To set this up, you'll need your host code to expose an OSBYTE call that sets the busy flag address. Assume it's in zero page, so the address is just one byte, meaning only one OSBYTE call is required to supply the address. The host code for this new OSBYTE call is pretty simple: it just stores the X register in memory, in byte 0 of a 4-byte buffer that holds the address of the busy flag in parasite memory, as required by the Tube host code that's being called in step 2.

So, here's some improved host-side code that will do this. It's somewhat similar to the previous example, except that you use OSBYTE 70 to specify the (zero page) address of a flag in parasite memory. The host will set to zero once it's finished its Fast Tube BPUT routine.

10REM>S.POLLPAR
20:
30CLAIMANT=23
40:
50BYTEV=&20A:WRCHV=&20E
60:
70REM HOST SIDE PART
80:
90DEST%=&2100:DIM BUF% 1000
100FOR I%=4 TO 6 STEP 2
110P%=DEST%:O%=BUF%
120[OPTI%
130:
140.START
150LDA BYTEV+0:STA DOOSBYTE+1
160LDA BYTEV+1:STA DOOSBYTE+2
170LDA #OSBYTEHOOK MOD256:STA BYTEV+0
180LDA #OSBYTEHOOK DIV256:STA BYTEV+1
190:
200RTS
210:
220.OSBYTEHOOK
230CMP #70:BEQ SETADDRESS
240CMP #71:BEQ UNINSTALL
250CMP #157:BEQ LONGOP
260.DOOSBYTE JMP &FFFF
270:
280.UNINSTALL
290LDA DOOSBYTE+1:STA BYTEV+0
300LDA DOOSBYTE+2:STA BYTEV+1
310RTS
320:
330.SETADDRESS
340STX ADDRESS+0:RTS
350:
360.LONGOP
370PHA
380LDA ADDRESS:BEQ LONGOPDONE
390JSR DELAY
400JSR RESETBUSY
410.LONGOPDONE
420PLA:RTS
430:
440.DELAY
450LDX #CLKWVAL MOD256:LDY #CLKWVAL DIV256:LDA #2:JSR &FFF1
460.DELAYLP
470LDX #CLKRVAL MOD256:LDY #CLKRVAL DIV256:LDA #1:JSR &FFF1
480LDA #19:JSR &FFF4
490INC &7C00
500LDA CLKRVAL+0:CMP#50:BCC DELAYLP
510RTS
520:
530.RESETBUSY
540.CLAIM LDA #&C0+CLAIMANT:JSR &406:BCC CLAIM
550LDX #ADDRESS MOD256:LDY #ADDRESS DIV256:LDA #1:JSR &406
560JSR DELAY24
570LDA #0:STA &FEE5
580JSR DELAY24
590LDA #&80+CLAIMANT:JSR &406
600RTS
610:
620.DELAY24
630LDX #5:.DELAY24LP DEX:BPL DELAY24LP:RTS
640:
650.ADDRESS EQUD 0
660.CLKWVAL EQUD 0:BRK
670.CLKRVAL EQUD 0:BRK
680]
690NEXT
700:
710X$="SAVE H.POLLPAR "+STR$~BUF%+" "+STR$~O%+" "+STR$~(&FFFF0000 OR START)+" "+STR$~(&FFFF0000 OR DEST%)
720PRINT X$
730OSCLI X$

And here's some test code.

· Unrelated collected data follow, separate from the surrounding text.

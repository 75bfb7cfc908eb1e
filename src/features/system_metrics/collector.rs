use crate::shared::traits::{AsyncDataCollector, Validatable};
use crate::shared::error::CollectionError;
use crate::features::system_metrics::models::{
    clamp_percent, percent_of, CpuInformation, DiskInformation, MemoryInformation,
    MetricsSnapshot, NetworkInformation, PowerInformation, PowerStatus, ProcessSummary,
    BYTES_PER_GIB, BYTES_PER_MIB,
};
use chrono::Utc;
use log::debug;
use std::fs;
use std::path::Path;
use std::time::Instant;
use sysinfo::{Components, Disks, Networks, System, MINIMUM_CPU_UPDATE_INTERVAL};

const IGNORED_INTERFACE_PREFIXES: [&str; 4] = ["lo", "utun", "awdl", "bridge"];
const IGNORED_MOUNT_PREFIXES: [&str; 2] = ["/System", "/dev"];
const SENSOR_HINTS: [&str; 3] = ["cpu", "core", "temp"];
const POWER_SUPPLY_ROOT: &str = "/sys/class/power_supply";

/// Samples host state through sysinfo. Keeps its handles between cycles so
/// CPU usage and network rates are measured over the previous interval.
pub struct SystemMetricsCollector {
    sys: System,
    disks: Disks,
    networks: Networks,
    components: Components,
    last_refresh: Instant,
    hostname: String,
    platform: String,
}

impl SystemMetricsCollector {
    pub fn new() -> Self {
        let sys = System::new_all();
        let hostname = System::host_name()
            .filter(|name| !name.is_empty())
            .or_else(|| whoami::fallible::hostname().ok())
            .unwrap_or_else(|| String::from("unknown"));
        let platform = Some(System::distribution_id())
            .filter(|id| !id.is_empty())
            .unwrap_or_else(|| whoami::platform().to_string().to_lowercase());

        Self {
            sys,
            disks: Disks::new_with_refreshed_list(),
            networks: Networks::new_with_refreshed_list(),
            components: Components::new_with_refreshed_list(),
            last_refresh: Instant::now(),
            hostname,
            platform,
        }
    }

    pub fn collect_cpu_info(&self) -> CpuInformation {
        CpuInformation {
            usage_percent: clamp_percent(f64::from(self.sys.global_cpu_usage())),
            load_avg_1: System::load_average().one.max(0.0),
        }
    }

    pub fn collect_memory_info(&self) -> MemoryInformation {
        let total_bytes = self.sys.total_memory();
        MemoryInformation {
            total_bytes,
            used_bytes: self.sys.used_memory().min(total_bytes),
        }
    }

    /// The first real mount, skipping system and device mounts.
    pub fn collect_disk_info(&self) -> Option<DiskInformation> {
        self.disks
            .list()
            .iter()
            .filter(|disk| disk.total_space() > 0)
            .find(|disk| {
                let mount = disk.mount_point().to_string_lossy();
                !IGNORED_MOUNT_PREFIXES.iter().any(|prefix| mount.starts_with(prefix))
            })
            .map(|disk| DiskInformation {
                mount_point: disk.mount_point().to_string_lossy().into_owned(),
                total_bytes: disk.total_space(),
                available_bytes: disk.available_space().min(disk.total_space()),
            })
    }

    pub fn collect_network_info(&self, elapsed_secs: f64) -> NetworkInformation {
        let mut info = NetworkInformation::default();
        let mut active_sent = 0u64;
        let mut active_delta = (0u64, 0u64);

        for (name, data) in self.networks.list() {
            if is_virtual_interface(name) {
                continue;
            }
            let (sent, received) = (data.total_transmitted(), data.total_received());
            if sent == 0 && received == 0 {
                continue;
            }
            info.total_sent_bytes += sent;
            info.total_received_bytes += received;

            if info.active_interface.is_none() || sent > active_sent {
                active_sent = sent;
                active_delta = (data.transmitted(), data.received());
                info.active_interface = Some(name.to_string());
            }
        }

        if elapsed_secs > 0.0 {
            info.sent_bytes_per_sec = active_delta.0 as f64 / elapsed_secs;
            info.received_bytes_per_sec = active_delta.1 as f64 / elapsed_secs;
        }
        info
    }

    pub fn collect_process_summary(&self) -> ProcessSummary {
        let processes = self.sys.processes();
        let top = processes
            .values()
            .filter(|process| process.cpu_usage() > 0.0)
            .max_by(|a, b| a.cpu_usage().total_cmp(&b.cpu_usage()));

        ProcessSummary {
            top_name: top.map(|process| process.name().to_string_lossy().into_owned()),
            top_cpu: top.map(|process| f64::from(process.cpu_usage())),
            total: processes.len(),
        }
    }

    /// Prefer a CPU-ish sensor; fall back to the first sensor with a reading.
    pub fn collect_temperature(&self) -> Option<f64> {
        let readings: Vec<(String, f32)> = self
            .components
            .list()
            .iter()
            .filter_map(|c| c.temperature().map(|t| (c.label().to_lowercase(), t)))
            .filter(|(_, t)| t.is_finite())
            .collect();

        readings
            .iter()
            .find(|(label, _)| SENSOR_HINTS.iter().any(|hint| label.contains(hint)))
            .or_else(|| readings.first())
            .map(|(_, t)| f64::from(*t))
    }

    async fn refresh(&mut self) -> f64 {
        let since_last = self.last_refresh.elapsed();
        if since_last < MINIMUM_CPU_UPDATE_INTERVAL {
            tokio::time::sleep(MINIMUM_CPU_UPDATE_INTERVAL - since_last).await;
        }

        self.sys.refresh_all();
        self.disks.refresh(true);
        self.networks.refresh(true);
        self.components.refresh(true);

        let elapsed = self.last_refresh.elapsed().as_secs_f64();
        self.last_refresh = Instant::now();
        elapsed
    }

    fn internal_validate(&self) -> Result<(), CollectionError> {
        if !self.sys.cpus().is_empty() {
            Ok(())
        } else {
            Err(CollectionError::SystemApi("No CPU information available".to_string()))
        }
    }
}

pub(crate) fn is_virtual_interface(name: &str) -> bool {
    IGNORED_INTERFACE_PREFIXES.iter().any(|prefix| name.starts_with(prefix))
}

/// Read the first battery under a sysfs `power_supply` directory. With no
/// battery present the host is reported as running on AC.
pub(crate) fn read_power_information(root: &Path) -> PowerInformation {
    let ac = PowerInformation {
        status: Some(PowerStatus::Ac),
        battery_percent: None,
    };
    let Ok(entries) = fs::read_dir(root) else {
        return ac;
    };

    let mut supplies: Vec<_> = entries.filter_map(Result::ok).map(|e| e.path()).collect();
    supplies.sort();

    for supply in supplies {
        let kind = read_trimmed(&supply.join("type"));
        if kind.as_deref() != Some("Battery") {
            continue;
        }
        let battery_percent = read_trimmed(&supply.join("capacity"))
            .and_then(|v| v.parse::<f64>().ok())
            .map(clamp_percent);
        let status = match read_trimmed(&supply.join("status")).as_deref() {
            Some("Charging") => PowerStatus::Charging,
            Some("Discharging") => PowerStatus::Battery,
            Some("Full") => PowerStatus::Full,
            Some("Not charging") => PowerStatus::Idle,
            _ => PowerStatus::Ac,
        };
        return PowerInformation {
            status: Some(status),
            battery_percent,
        };
    }
    ac
}

fn read_trimmed(path: &Path) -> Option<String> {
    fs::read_to_string(path).ok().map(|s| s.trim().to_string())
}

#[async_trait::async_trait]
impl AsyncDataCollector<MetricsSnapshot> for SystemMetricsCollector {
    async fn collect(&mut self) -> Result<MetricsSnapshot, CollectionError> {
        let elapsed_secs = self.refresh().await;

        let cpu = self.collect_cpu_info();
        let memory = self.collect_memory_info();
        let disk = self.collect_disk_info().unwrap_or_default();
        let network = self.collect_network_info(elapsed_secs);
        let processes = self.collect_process_summary();
        let power = read_power_information(Path::new(POWER_SUPPLY_ROOT));

        let snapshot = MetricsSnapshot {
            timestamp: Utc::now(),
            hostname: self.hostname.clone(),
            platform: self.platform.clone(),
            cpu_percent: cpu.usage_percent,
            load_avg_1: cpu.load_avg_1,
            memory_percent: percent_of(memory.used_bytes, memory.total_bytes),
            memory_used_gb: memory.used_bytes as f64 / BYTES_PER_GIB,
            memory_total_gb: memory.total_bytes as f64 / BYTES_PER_GIB,
            disk_percent: percent_of(
                disk.total_bytes - disk.available_bytes,
                disk.total_bytes,
            ),
            disk_free_gb: disk.available_bytes as f64 / BYTES_PER_GIB,
            disk_total_gb: disk.total_bytes as f64 / BYTES_PER_GIB,
            network_sent_mb: network.total_sent_bytes as f64 / BYTES_PER_MIB,
            network_recv_mb: network.total_received_bytes as f64 / BYTES_PER_MIB,
            network_sent_mbps: network.sent_bytes_per_sec / BYTES_PER_MIB,
            network_recv_mbps: network.received_bytes_per_sec / BYTES_PER_MIB,
            top_process_name: processes.top_name,
            top_process_cpu: processes.top_cpu,
            total_processes: processes.total as u64,
            temperature_celsius: self.collect_temperature(),
            power_status: power.status,
            battery_percent: power.battery_percent,
            network_connected: network.active_interface.is_some(),
            network_interface: network.active_interface,
            uptime_seconds: System::uptime(),
        };

        snapshot.validate().map_err(CollectionError::Parse)?;

        debug!(
            "Collected metrics: cpu {:.1}%, memory {:.1}%, disk {:.1}% ({}), {} processes",
            snapshot.cpu_percent,
            snapshot.memory_percent,
            snapshot.disk_percent,
            if disk.mount_point.is_empty() { "no disk" } else { disk.mount_point.as_str() },
            snapshot.total_processes
        );
        Ok(snapshot)
    }

    async fn validate(&self) -> Result<(), CollectionError> {
        self.internal_validate()
    }
}

impl Default for SystemMetricsCollector {
    fn default() -> Self {
        Self::new()
    }
}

Unlike the last version, it doesn't need to guess how much work will fit it one unit; it just keeps running, and polls the flag to see when the host is ready.

10REM>T.POLLPAR
20MODE7
30:
40FLAG=&70
50:
60*RUN H.POLLPAR
70:
80A%=70:X%=FLAG:CALL &FFF4
90?FLAG=255
100:
110PRINT'"STARTING LENGTHY OPERATION..."
120A%=157:CALL &FFF4
130:
140T%=0:REPEAT T%=T%+1:UNTIL ?FLAG=0
150:
160PRINT ;T%;" TIMES."
170:
180A%=71:CALL &FFF4

And now you know…

There wasn't much in the way of Tube-enhanced software in the BBC Micro's heyday. That's hardly surprising, since there were so few sold, but a shame, because making use of the Tube is actually fairly straightforward.

May somebody read this and be inspired!

Notes/Resources

Host system memory notes

The address &2100 appeared above. This crops up because when the Tube is active, the character set is fully exploded, pushing OSHWM 6 pages higher than normal. Assuming you're using DFS, that means OSHWM is &1900+&0600=&1F00, and in MODEs 0, 1 and 2 there's all of 4K of memory left. And if you've got ADFS installed, I'd be amazed if there's anything left at all.

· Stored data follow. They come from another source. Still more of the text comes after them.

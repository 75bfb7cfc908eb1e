use crate::features::delivery::models::DeliveryOutcome;
use crate::shared::config::bearer_header;
use crate::shared::context::AgentContext;
use crate::shared::error::DeliveryError;
use crate::shared::traits::DeliveryClient;
use async_trait::async_trait;
use log::debug;
use reqwest::header::{HeaderValue, AUTHORIZATION, CONTENT_TYPE};
use reqwest::Client;
use std::error::Error as StdError;
use std::time::Duration;
use url::Url;

/// Posts encoded snapshots to the shamva public metrics endpoint.
pub struct HttpDeliveryClient {
    client: Client,
    endpoint: Url,
    authorization: HeaderValue,
    timeout: Duration,
}

impl HttpDeliveryClient {
    pub fn new(ctx: &AgentContext) -> Result<Self, DeliveryError> {
        let shamva = &ctx.config().shamva;
        let authorization = bearer_header(&shamva.agent_token)
            .map_err(|e| DeliveryError::Client(format!("invalid agent token: {}", e)))?;

        Ok(Self {
            client: ctx.http().clone(),
            endpoint: shamva.endpoint.clone(),
            authorization,
            timeout: shamva.timeout,
        })
    }
}

#[async_trait]
impl DeliveryClient for HttpDeliveryClient {
    async fn deliver(&self, payload: &[u8]) -> DeliveryOutcome {
        let response = self
            .client
            .post(self.endpoint.clone())
            .header(CONTENT_TYPE, "application/json")
            .header(AUTHORIZATION, self.authorization.clone())
            .timeout(self.timeout)
            .body(payload.to_vec())
            .send()
            .await;

        let response = match response {
            Ok(response) => response,
            Err(e) if e.is_builder() => return DeliveryOutcome::unsendable(error_chain(&e)),
            Err(e) => return DeliveryOutcome::from_transport(error_chain(&e)),
        };

        let status = response.status().as_u16();
        // The body is read in full before classifying; a broken body is a
        // transport failure even when the status line arrived.
        match response.text().await {
            Ok(body) => {
                debug!("POST {} -> {} ({} bytes)", self.endpoint, status, body.len());
                DeliveryOutcome::from_status(status, body)
            }
            Err(e) => DeliveryOutcome::from_transport(format!(
                "failed to read response body (status {}): {}",
                status,
                error_chain(&e)
            )),
        }
    }
}

/// `Display` of an error followed by each of its sources.
fn error_chain(error: &dyn StdError) -> String {
    let mut detail = error.to_string();
    let mut source = error.source();
    while let Some(cause) = source {
        let cause_text = cause.to_string();
        if !detail.contains(&cause_text) {
            detail.push_str(": ");
            detail.push_str(&cause_text);
        }
        source = cause.source();
    }
    detail
}

#[cfg(test)]
mod tests {
    use super::*;
    use std::fmt;
    use std::io;

    #[derive(Debug)]
    struct Wrapped(&'static str, io::Error);

    impl fmt::Display for Wrapped {
        fn fmt(&self, f: &mut fmt::Formatter<'_>) -> fmt::Result {
            f.write_str(self.0)
        }
    }

    impl StdError for Wrapped {
        fn source(&self) -> Option<&(dyn StdError + 'static)> {
            Some(&self.1)
        }
    }

    #[test]
    fn error_chain_appends_every_cause() {
        let inner = io::Error::new(io::ErrorKind::ConnectionRefused, "Connection refused");
        let error = Wrapped("error sending request", inner);

        assert_eq!(error_chain(&error), "error sending request: Connection refused");
    }

    #[test]
    fn error_chain_skips_causes_already_in_the_message() {
        let inner = io::Error::new(io::ErrorKind::TimedOut, "timed out");
        let error = Wrapped("operation timed out", inner);

        assert_eq!(error_chain(&error), "operation timed out");
    }
}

(I suggested &2100 specifically, because that's what the Tube Application Note recommends - but its calculation doesn't sound quite right. On the other hand, another 2 pages for safety can't hurt much more.)

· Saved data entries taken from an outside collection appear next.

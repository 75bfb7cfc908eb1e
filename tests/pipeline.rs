//! One full cycle, from a stub provider through HTTP to a mock collector.

use async_trait::async_trait;
use chrono::{TimeZone, Utc};
use mockito::{Matcher, Server};
use shamva_collector::shared::config::ConfigFile;
use shamva_collector::{
    AgentContext, AsyncDataCollector, CollectionError, CycleOutcome, CycleRunner,
    HttpDeliveryClient, MetricsSnapshot, PowerStatus, TokioSleeper,
};

struct FixedProvider;

fn snapshot() -> MetricsSnapshot {
    MetricsSnapshot {
        timestamp: Utc.with_ymd_and_hms(2025, 6, 1, 12, 0, 0).unwrap(),
        hostname: String::from("edge-7"),
        platform: String::from("debian"),
        cpu_percent: 3.25,
        load_avg_1: 0.1,
        memory_percent: 20.0,
        memory_used_gb: 1.5,
        memory_total_gb: 7.5,
        disk_percent: 40.0,
        disk_free_gb: 60.0,
        disk_total_gb: 100.0,
        network_sent_mb: 12.0,
        network_recv_mb: 48.0,
        network_sent_mbps: 0.0,
        network_recv_mbps: 0.25,
        top_process_name: None,
        top_process_cpu: None,
        total_processes: 97,
        temperature_celsius: Some(41.5),
        power_status: Some(PowerStatus::Charging),
        battery_percent: Some(88.0),
        network_connected: true,
        network_interface: Some(String::from("wlan0")),
        uptime_seconds: 3_600,
    }
}

#[async_trait]
impl AsyncDataCollector<MetricsSnapshot> for FixedProvider {
    async fn collect(&mut self) -> Result<MetricsSnapshot, CollectionError> {
        Ok(snapshot())
    }

    async fn validate(&self) -> Result<(), CollectionError> {
        Ok(())
    }
}

fn context(endpoint: String, max_retries: i64) -> AgentContext {
    let mut file = ConfigFile::default();
    file.collector.max_retries = max_retries;
    file.collector.initial_delay = String::from("10ms");
    file.shamva.endpoint = endpoint;
    file.shamva.agent_token = String::from("pipeline-token");
    file.shamva.timeout = String::from("5s");
    AgentContext::new(file.resolve().unwrap()).unwrap()
}

fn http_runner(ctx: &AgentContext) -> CycleRunner<FixedProvider, HttpDeliveryClient, TokioSleeper> {
    let client = HttpDeliveryClient::new(ctx).unwrap();
    CycleRunner::new(ctx, FixedProvider, client, TokioSleeper)
}

#[tokio::test]
async fn cycle_delivers_snapshot_to_collector() {
    let mut server = Server::new_async().await;
    let mock = server
        .mock("POST", "/public/metrics")
        .match_header("authorization", "Bearer pipeline-token")
        .match_body(Matcher::PartialJsonString(String::from(concat!(
            r#"{"timestamp":"2025-06-01T12:00:00Z","hostname":"edge-7","#,
            r#""power_status":"Charging","top_process_name":null}"#,
        ))))
        .with_status(200)
        .with_body(r#"{"success":true,"error":null}"#)
        .expect(1)
        .create_async()
        .await;

    let ctx = context(format!("{}/public/metrics", server.url()), 3);
    let mut runner = http_runner(&ctx);

    assert_eq!(runner.run_cycle().await, CycleOutcome::Delivered { attempts: 1 });
    mock.assert_async().await;
}

#[tokio::test]
async fn cycle_retries_server_errors_until_exhausted() {
    let mut server = Server::new_async().await;
    let mock = server
        .mock("POST", "/public/metrics")
        .with_status(500)
        .with_body("boom")
        .expect(3)
        .create_async()
        .await;

    let ctx = context(format!("{}/public/metrics", server.url()), 3);
    let mut runner = http_runner(&ctx);

    assert_eq!(runner.run_cycle().await, CycleOutcome::Exhausted { attempts: 3 });
    mock.assert_async().await;
}

#[tokio::test]
async fn cycle_stops_on_rejection() {
    let mut server = Server::new_async().await;
    let mock = server
        .mock("POST", "/public/metrics")
        .with_status(422)
        .with_body(r#"{"error":"cpu_percent out of range"}"#)
        .expect(1)
        .create_async()
        .await;

    let ctx = context(format!("{}/public/metrics", server.url()), 5);
    let mut runner = http_runner(&ctx);

    assert_eq!(
        runner.run_cycle().await,
        CycleOutcome::Rejected { status: 422, attempts: 1 }
    );
    mock.assert_async().await;
}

You can use OSBYTE &20 on startup to implode the character definitions and get some memory back.

Products that use the Tube in an interesting way

The famous Elite has a special Second Processor version, Elite Executive Edition, that runs on the parasite and uses the host to draw the lines. It's a fair bit faster than the normal one, runs in colour, and apparently displays more ships at once and in a greater variety. It's a bit flickery, however, compared to the (double-buffered, mostly) Master 128 version.

The interesting part about this version of Elite is that the source code is available from Ian Bell's Elite page. You can find the bulk of the host code in the file P.ELITEZ on drive 0. It works along the lines described in this article, hooking OSWRCH and OSWORD.